World of Warcraft integrated with Twitter (opens in new tab) in 2015 as part of the 6.1 update. From the responses to the closure announcement, it does not appear to be a particularly popular feature, but some users in their replies say they tweet from within the game at least occasionally.
Blizzard did not give a reason for shutting down the feature, but widely accepted speculation is that it is due to planned changes to the Twitter API. Access to the API, which allows for things like our favorite Twitter bots (open in new tab), has been free, but on February 2, Twitter announced that it will end free access to the API (open in new tab) and introduce a "paid base tier." This change was scheduled to take place on February 9, which was also the day WoW's Twitter support was removed.
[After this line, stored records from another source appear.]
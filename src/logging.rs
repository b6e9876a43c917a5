// Copyright (c) 2025 Fabstir
// SPDX-License-Identifier: BUSL-1.1
use std::sync::OnceLock;
use tracing_subscriber::EnvFilter;

static LOGGER_INIT: OnceLock<()> = OnceLock::new();

/// Default filter when `RUST_LOG` is unset
pub const DEFAULT_FILTER: &str = "warn";

/// Install the global tracing subscriber.
///
/// Logs go to stderr; stdout is reserved for tool output.
pub fn init() {
    LOGGER_INIT.get_or_init(|| {
        let filter = EnvFilter::try_from_default_env()
            .unwrap_or_else(|_| EnvFilter::new(DEFAULT_FILTER));

        // Another subscriber may already be installed (e.g. by a test harness)
        let _ = tracing_subscriber::fmt()
            .with_env_filter(filter)
            .with_writer(std::io::stderr)
            .try_init();
    });
}
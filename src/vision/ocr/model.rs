// Copyright (c) 2025 Fabstir
// SPDX-License-Identifier: BUSL-1.1
//! PaddleOCR pipeline combining text detection and recognition

use anyhow::{Context, Result};
use image::DynamicImage;
use serde::de::Deserializer;
use serde::ser::Serializer;
use serde::{Deserialize, Serialize};
use std::path::Path;
use tracing::{debug, info};

use super::detection::OcrDetectionModel;
use super::preprocessing::{crop_region, preprocess_for_detection, preprocess_for_recognition};
use super::recognition::OcrRecognitionModel;
use crate::config::OcrConfig;
use crate::ocr_cache::OcrEngine;
use crate::vision::image_utils::load_image;

/// Axis-aligned box in original image pixels
#[derive(Debug, Clone, Copy, PartialEq, Eq)]
pub struct BoundingBox {
    pub x: u32,
    pub y: u32,
    pub width: u32,
    pub height: u32,
}

impl BoundingBox {
    /// Four corners clockwise from top-left
    pub fn corners(&self) -> [[i32; 2]; 4] {
        let left = self.x as i32;
        let top = self.y as i32;
        let right = (self.x + self.width) as i32;
        let bottom = (self.y + self.height) as i32;
        [[left, top], [right, top], [right, bottom], [left, bottom]]
    }
}

/// One recognized text region
///
/// Serialized as the positional triple `[polygon, text, confidence]`, e.g.
/// `[[[10,20],[110,20],[110,50],[10,50]],"Hello",0.93]`.
#[derive(Debug, Clone, PartialEq)]
pub struct OcrDetection {
    /// Region corners clockwise from top-left, in original image pixels
    pub polygon: [[i32; 2]; 4],
    /// Recognized text
    pub text: String,
    /// Recognition confidence (0.0-1.0)
    pub confidence: f32,
}

impl OcrDetection {
    pub fn new(polygon: [[i32; 2]; 4], text: impl Into<String>, confidence: f32) -> Self {
        Self {
            polygon,
            text: text.into(),
            confidence,
        }
    }
}

impl Serialize for OcrDetection {
    fn serialize<S: Serializer>(&self, serializer: S) -> Result<S::Ok, S::Error> {
        (&self.polygon, &self.text, self.confidence).serialize(serializer)
    }
}

impl<'de> Deserialize<'de> for OcrDetection {
    fn deserialize<D: Deserializer<'de>>(deserializer: D) -> Result<Self, D::Error> {
        let (polygon, text, confidence) =
            <([[i32; 2]; 4], String, f32)>::deserialize(deserializer)?;
        Ok(Self {
            polygon,
            text,
            confidence,
        })
    }
}

/// PaddleOCR model for text extraction
///
/// Combines text detection and recognition models for end-to-end OCR.
/// Runs on CPU only.
#[derive(Debug)]
pub struct PaddleOcrModel {
    detection: OcrDetectionModel,
    recognition: OcrRecognitionModel,
}

impl PaddleOcrModel {
    /// Load PaddleOCR models from the configured directory
    ///
    /// Expected files:
    /// - det_model.onnx (text detection)
    /// - rec_model.onnx (text recognition)
    /// - the language dictionary (en_dict.txt)
    pub fn new(config: &OcrConfig) -> Result<Self> {
        info!(
            "Loading PaddleOCR models from {} (language: {})",
            config.model_dir.display(),
            config.language
        );

        let detection = OcrDetectionModel::new(config.detection_model_path())?
            .with_confidence_threshold(config.detection_threshold);
        let recognition =
            OcrRecognitionModel::new(config.recognition_model_path(), config.dictionary_path())?;

        Ok(Self {
            detection,
            recognition,
        })
    }

    /// Run detection and recognition over a decoded image
    ///
    /// Regions whose recognized text is empty are dropped.
    pub fn process(&self, image: &DynamicImage) -> Result<Vec<OcrDetection>> {
        let (tensor, info) = preprocess_for_detection(image);
        let text_boxes = self.detection.detect(&tensor)?;

        let mut detections = Vec::with_capacity(text_boxes.len());
        for text_box in text_boxes.iter().filter(|b| b.is_valid()) {
            let Some(region) =
                info.map_box(text_box.x, text_box.y, text_box.width, text_box.height)
            else {
                continue;
            };

            let crop = crop_region(image, &region);
            let recognized = self
                .recognition
                .recognize(&preprocess_for_recognition(&crop))?;

            if recognized.is_empty() {
                continue;
            }

            detections.push(OcrDetection::new(
                region.corners(),
                recognized.text,
                recognized.confidence,
            ));
        }

        debug!(
            "Recognized {} of {} detected regions",
            detections.len(),
            text_boxes.len()
        );

        Ok(detections)
    }

    /// Load an image file and extract its text regions
    pub fn readtext<P: AsRef<Path>>(&self, path: P) -> Result<Vec<OcrDetection>> {
        let path = path.as_ref();
        let (image, image_info) = load_image(path)
            .with_context(|| format!("Failed to load image {}", path.display()))?;

        debug!(
            "Decoded {}: {}x{}, {} bytes",
            path.display(),
            image_info.width,
            image_info.height,
            image_info.size_bytes
        );

        self.process(&image)
    }
}

impl OcrEngine for PaddleOcrModel {
    fn readtext(&self, path: &Path) -> Result<Vec<OcrDetection>> {
        PaddleOcrModel::readtext(self, path)
    }
}
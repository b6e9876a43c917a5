// Copyright (c) 2025 Fabstir
// SPDX-License-Identifier: BUSL-1.1
use anyhow::anyhow;
use std::fmt;
use std::str::FromStr;

/// NudeNet detection classes, in model output order
#[derive(Debug, Clone, Copy, PartialEq, Eq, Hash)]
pub enum Label {
    FemaleGenitaliaCovered,
    FaceFemale,
    ButtocksExposed,
    FemaleBreastExposed,
    FemaleGenitaliaExposed,
    MaleBreastExposed,
    AnusExposed,
    FeetExposed,
    BellyCovered,
    FeetCovered,
    ArmpitsCovered,
    ArmpitsExposed,
    FaceMale,
    BellyExposed,
    MaleGenitaliaExposed,
    AnusCovered,
    FemaleBreastCovered,
    ButtocksCovered,
}

impl Label {
    /// All classes indexed by model class id
    pub const ALL: [Label; 18] = [
        Label::FemaleGenitaliaCovered,
        Label::FaceFemale,
        Label::ButtocksExposed,
        Label::FemaleBreastExposed,
        Label::FemaleGenitaliaExposed,
        Label::MaleBreastExposed,
        Label::AnusExposed,
        Label::FeetExposed,
        Label::BellyCovered,
        Label::FeetCovered,
        Label::ArmpitsCovered,
        Label::ArmpitsExposed,
        Label::FaceMale,
        Label::BellyExposed,
        Label::MaleGenitaliaExposed,
        Label::AnusCovered,
        Label::FemaleBreastCovered,
        Label::ButtocksCovered,
    ];

    pub fn as_str(&self) -> &'static str {
        match self {
            Label::FemaleGenitaliaCovered => "FEMALE_GENITALIA_COVERED",
            Label::FaceFemale => "FACE_FEMALE",
            Label::ButtocksExposed => "BUTTOCKS_EXPOSED",
            Label::FemaleBreastExposed => "FEMALE_BREAST_EXPOSED",
            Label::FemaleGenitaliaExposed => "FEMALE_GENITALIA_EXPOSED",
            Label::MaleBreastExposed => "MALE_BREAST_EXPOSED",
            Label::AnusExposed => "ANUS_EXPOSED",
            Label::FeetExposed => "FEET_EXPOSED",
            Label::BellyCovered => "BELLY_COVERED",
            Label::FeetCovered => "FEET_COVERED",
            Label::ArmpitsCovered => "ARMPITS_COVERED",
            Label::ArmpitsExposed => "ARMPITS_EXPOSED",
            Label::FaceMale => "FACE_MALE",
            Label::BellyExposed => "BELLY_EXPOSED",
            Label::MaleGenitaliaExposed => "MALE_GENITALIA_EXPOSED",
            Label::AnusCovered => "ANUS_COVERED",
            Label::FemaleBreastCovered => "FEMALE_BREAST_COVERED",
            Label::ButtocksCovered => "BUTTOCKS_COVERED",
        }
    }
}

impl TryFrom<usize> for Label {
    type Error = anyhow::Error;

    fn try_from(value: usize) -> Result<Self, Self::Error> {
        Label::ALL
            .get(value)
            .copied()
            .ok_or_else(|| anyhow!("Invalid class id: {}", value))
    }
}

impl FromStr for Label {
    type Err = anyhow::Error;

    fn from_str(s: &str) -> Result<Self, Self::Err> {
        Label::ALL
            .iter()
            .copied()
            .find(|label| label.as_str() == s)
            .ok_or_else(|| anyhow!("Unknown label: {}", s))
    }
}

impl fmt::Display for Label {
    fn fmt(&self, f: &mut fmt::Formatter<'_>) -> fmt::Result {
        f.write_str(self.as_str())
    }
}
Twitter unexpectedly changed the direction of this plan yesterday, announcing that it would extend access to its current free API until February 13 (opens in new tab) and then roll out a "new form of free access." However, it will be very restrictive, limiting tweet creation to "1500 tweets per month per authenticated user token. "I don't know how much traffic WoW's integrated tweeting feature will generate, but as one user noted, roughly "1 hour 2 tweets per hour, per application, per user." That might be enough for a medium-sized novelty bot, but I doubt it would meet the requirements of a large MMO.
Blizzard could pay for access to the API, but even if they were interested in doing so, it doesn't seem to make much sense; Twitter itself has been a complete gong show lately, and last night the entire platform broke for several hours for mysterious reasons and was completely rudderless It was in a state: after reversing its decision to discontinue free access to its API, Twitter announced a $100/month "low-level" access program (opens in new tab). The premium Twitter API will also end on February 13, but subscribers can apply for access to the higher-level (and much more expensive) enterprise API instead.
Meanwhile, Twitter itself is losing users that cannot be ignored (opens in new tab) and this pattern is expected to grow over the next two years (opens in new tab). Ultimately, this leads to a very simple question: why would Blizzard (or frankly, anyone) pay for it?